The Structure of DNA

The discovery of DNA structure by Watson and Crick would not have happened without data from Franklin and Chargaff
DNA Molecule. Getty/Pasieka

It was not always known that deoxyribonucleic acid (DNA) was the genetic material for all living things. In fact, this is a fairly recent discovery in the history of science. It was not until the mid-1900s that enough about DNA was known to build its structure.

DNA is the Genetic Material

Before it was proven that DNA was the material responsible for genetic inheritance, it was thought that proteins may have controlled the genetics of living things since there were so many different expressed traits.

DNA is a very simple molecule in its structure, so how could something so simple be responsible for so many differences in life on Earth? It was only logical to conclude that it were the numerous proteins that controlled genetics.

In 1952, Alfred Hershey and Martha Chase conducted a series of experiments that finally proved that it was DNA and not proteins that controlled inheritance of traits. The experiment used DNA with radioactively labeled phosphorus and proteins with radioactively labeled sulfur. A bacteriophage was used to infect regular bacteria and through the process of transformation incorporate its genetic material into the bacteria. The phosphorus tracer was found in the transformed bacteria, but there was no sulfur tracer found. Therefore, it was concluded that DNA had to be the genetic material, and not proteins.

Finding the Structure of DNA

Once DNA was proven to be the genetic material, the race was on to be the first to figure out its structure.

Even though DNA had been known to exist since the mid-1800s, it was not extensively researched because of its relatively simplicity. However, once Hershey and Chase published the results of their experiments, scientists across the globe turned their attention to figuring out more about the mysterious simple molecule that could create so much diversity in life on Earth.

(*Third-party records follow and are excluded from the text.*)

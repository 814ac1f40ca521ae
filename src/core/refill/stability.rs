//! Weight stability filter
//! A reading is trusted once it has held unchanged, above a threshold, for a
//! fixed window. Any change restarts the window.

use std::time::Duration;

use tokio::time::Instant;

/// The weight being watched and when it was first seen
#[derive(Debug, Clone, Copy, PartialEq, Eq)]
pub struct StabilityWindow {
    pub weight: u32,
    pub since: Instant,
}

#[derive(Debug, Clone)]
pub struct StabilityFilter {
    window_len: Duration,
    /// Readings at or below this never arm the window
    threshold: u32,
    window: Option<StabilityWindow>,
    stable: bool,
}

impl StabilityFilter {
    pub fn new(window_len: Duration, threshold: u32) -> Self {
        Self {
            window_len,
            threshold,
            window: None,
            stable: false,
        }
    }

    pub fn window(&self) -> Option<StabilityWindow> {
        self.window
    }

    /// Feeds a reading. Returns true if this took away a stable reading.
    pub fn observe(&mut self, weight: u32, now: Instant) -> bool {
        let was_stable = self.stable;
        if weight <= self.threshold {
            self.window = None;
            self.stable = false;
            return was_stable;
        }
        if self.window.is_some_and(|w| w.weight == weight) {
            return false;
        }
        self.window = Some(StabilityWindow { weight, since: now });
        self.stable = false;
        was_stable
    }

    /// When the current window elapses, if one is running.
    pub fn deadline(&self) -> Option<Instant> {
        if self.stable {
            return None;
        }
        self.window.map(|w| w.since + self.window_len)
    }

    /// Returns true exactly once per window, when it elapses.
    pub fn poll(&mut self, now: Instant) -> bool {
        match self.deadline() {
            Some(deadline) if now >= deadline => {
                self.stable = true;
                true
            }
            _ => false,
        }
    }

    pub fn is_stable(&self) -> bool {
        self.stable
    }

    /// The trusted reading, if there is one
    pub fn stable_weight(&self) -> Option<u32> {
        self.window.filter(|_| self.stable).map(|w| w.weight)
    }
}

A scientist named Erwin Chargaff was the first to figure out the rules of nitrogen base pairing that helped lead to the discovery of the double helix structure. DNA has a total of four, and only four, nitrogen bases. These four bases are named Adenine (A), Cytosine (C), Guanine (G), and Thymine (T). The structure of Adenine and Guanine are similar in that they both have two rings of carbons. These were designated as purines. Likewise, Thymine and Cytosine are alike in that they have only one ring of carbon. These bases were called pyrimidines.

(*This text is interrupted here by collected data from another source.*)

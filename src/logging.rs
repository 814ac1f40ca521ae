use chrono::Local;
use log::{Level, Metadata, Record, SetLoggerError};
use serde::Serialize;
use tokio::sync::broadcast;

const LOG_BUFFER: usize = 256;

#[derive(Debug, Serialize, Clone, PartialEq, Eq)]
pub struct LogMessage {
    pub level: String,
    pub target: String,
    pub message: String,
    pub timestamp: String,
}

/// Subscription point for log records forwarded to the UI shell
#[derive(Clone)]
pub struct LogFeed {
    sender: broadcast::Sender<LogMessage>,
}

impl LogFeed {
    pub fn subscribe(&self) -> broadcast::Receiver<LogMessage> {
        self.sender.subscribe()
    }
}

pub struct KioskLogger {
    sender: broadcast::Sender<LogMessage>,
    level: Level,
}

impl KioskLogger {
    pub fn new(level: Level) -> (Self, LogFeed) {
        let (sender, _) = broadcast::channel(LOG_BUFFER);
        let feed = LogFeed {
            sender: sender.clone(),
        };
        (Self { sender, level }, feed)
    }

    pub fn init(level: Level) -> Result<LogFeed, SetLoggerError> {
        let (logger, feed) = KioskLogger::new(level);
        log::set_boxed_logger(Box::new(logger))
            .map(|()| log::set_max_level(level.to_level_filter()))?;
        Ok(feed)
    }

    fn emit_log(&self, record: &Record) {
        let log_message = LogMessage {
            level: record.level().to_string(),
            target: record.target().to_string(),
            message: record.args().to_string(),
            timestamp: Local::now().to_rfc3339(),
        };

        // Nobody listening yet is not an error.
        let _ = self.sender.send(log_message);
    }
}

impl log::Log for KioskLogger {
    fn enabled(&self, metadata: &Metadata) -> bool {
        metadata.level() <= self.level
    }

    fn log(&self, record: &Record) {
        if self.enabled(record.metadata()) {
            eprintln!("[{}] {}", record.level(), record.args());
            self.emit_log(record);
        }
    }

    fn flush(&self) {}
}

Through some biochemical analyses of the DNA molecule, Chargaff determined that Adenine was present at nearly the same percentages as Thymine. He also noticed that the percentage of Guanine was extremely similar to the percentage of Cytosine. From this data, he created what would become known as the base pairing rules. A = T and C = G. He also noted that the percentages of each of the nitrogen bases differed from species to species. This explained how there could be so much diversity in life on Earth even though the DNA molecule was so simple.

James Watson and Francis Crick took particular interest in Chargaff's findings. Watson and Crick were pursuing the structure of DNA and this helped unlock the mystery of how the molecule was shaped.

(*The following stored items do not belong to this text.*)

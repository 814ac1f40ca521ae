//! BLE backend seam
//! `ScaleLink` drives the connection lifecycle through this trait so the
//! same lifecycle runs against bluest or a scripted test double.

use tokio::sync::{mpsc, oneshot};
use tokio_util::sync::CancellationToken;
use uuid::Uuid;

use crate::core::scale::error::ConnectionError;
use crate::core::scale::types::{DiscoveryFilter, ScaleDevice};

/// The BLE operations a scale link needs
#[async_trait::async_trait]
pub trait ScaleBackend: Send + Sync + 'static {
    /// Handle to a selected device
    type Device: Clone + Send + Sync + 'static;
    /// Handle to a resolved GATT characteristic
    type Characteristic: Send + Sync + 'static;

    /// Discover and select a device matching `filter`.
    ///
    /// Returns `SelectionCancelled` when `cancel` fires or nothing is found.
    async fn request_device(
        &self,
        filter: &DiscoveryFilter,
        cancel: &CancellationToken,
    ) -> Result<Self::Device, ConnectionError>;

    /// Identity of a selected device
    fn describe(&self, device: &Self::Device) -> ScaleDevice;

    /// Register for lower-layer disconnects. The receiver resolves once when
    /// the device drops off; a dropped sender counts as a disconnect too.
    async fn watch_disconnect(
        &self,
        device: &Self::Device,
    ) -> Result<oneshot::Receiver<()>, ConnectionError>;

    /// Open the GATT link
    async fn open_gatt(&self, device: &Self::Device) -> Result<(), ConnectionError>;

    /// Resolve a characteristic inside a service. `None` if either is absent.
    async fn find_characteristic(
        &self,
        device: &Self::Device,
        service: Uuid,
        characteristic: Uuid,
    ) -> Result<Option<Self::Characteristic>, ConnectionError>;

    async fn supports_notify(
        &self,
        characteristic: &Self::Characteristic,
    ) -> Result<bool, ConnectionError>;

    /// Start notifications. Raw payloads arrive on the returned channel
    /// until it is dropped or the device goes away. The link treats the end
    /// of the stream as a disconnect.
    async fn subscribe(
        &self,
        characteristic: Self::Characteristic,
    ) -> Result<mpsc::Receiver<Vec<u8>>, ConnectionError>;

    /// Close the GATT link if it is open
    async fn close_gatt(&self, device: &Self::Device) -> Result<(), ConnectionError>;
}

Up until this point, it was thought that DNA was a single strand of the nitrogen bases. Watson and Crick interpreted Chargaff's rules to mean that instead of DNA being single stranded, it was actually double stranded.

Watson and Crick first proposed that DNA was shaped much like a ladder. The backbone of the DNA was the five carbon sugar called deoxyribose. This would make up the sides of the ladder. They also knew there were phosphate groups coming off of the backbone. The "rungs" of the ladder, they hypothesized, were made up of pairs of the nitrogen bases, either a rung composed of Adenine and Thymine or Cytosine and Guanine. It was very important that the DNA matched up one pyrimidine with one purine to keep the distance between the deoxyribose backbones constant at a total of three carbon rings between them.

However, the discovery of the structure of DNA did not end there. Watson and Crick collaborated with Rosalind Franklin who had been taking X-ray photographs of DNA molecules. Her pictures showed a sort of spiral shape to the molecule. Watson and Crick amended their model to be a sort of "twisted" ladder or even spiral staircase. This came to be known as the DNA double helix.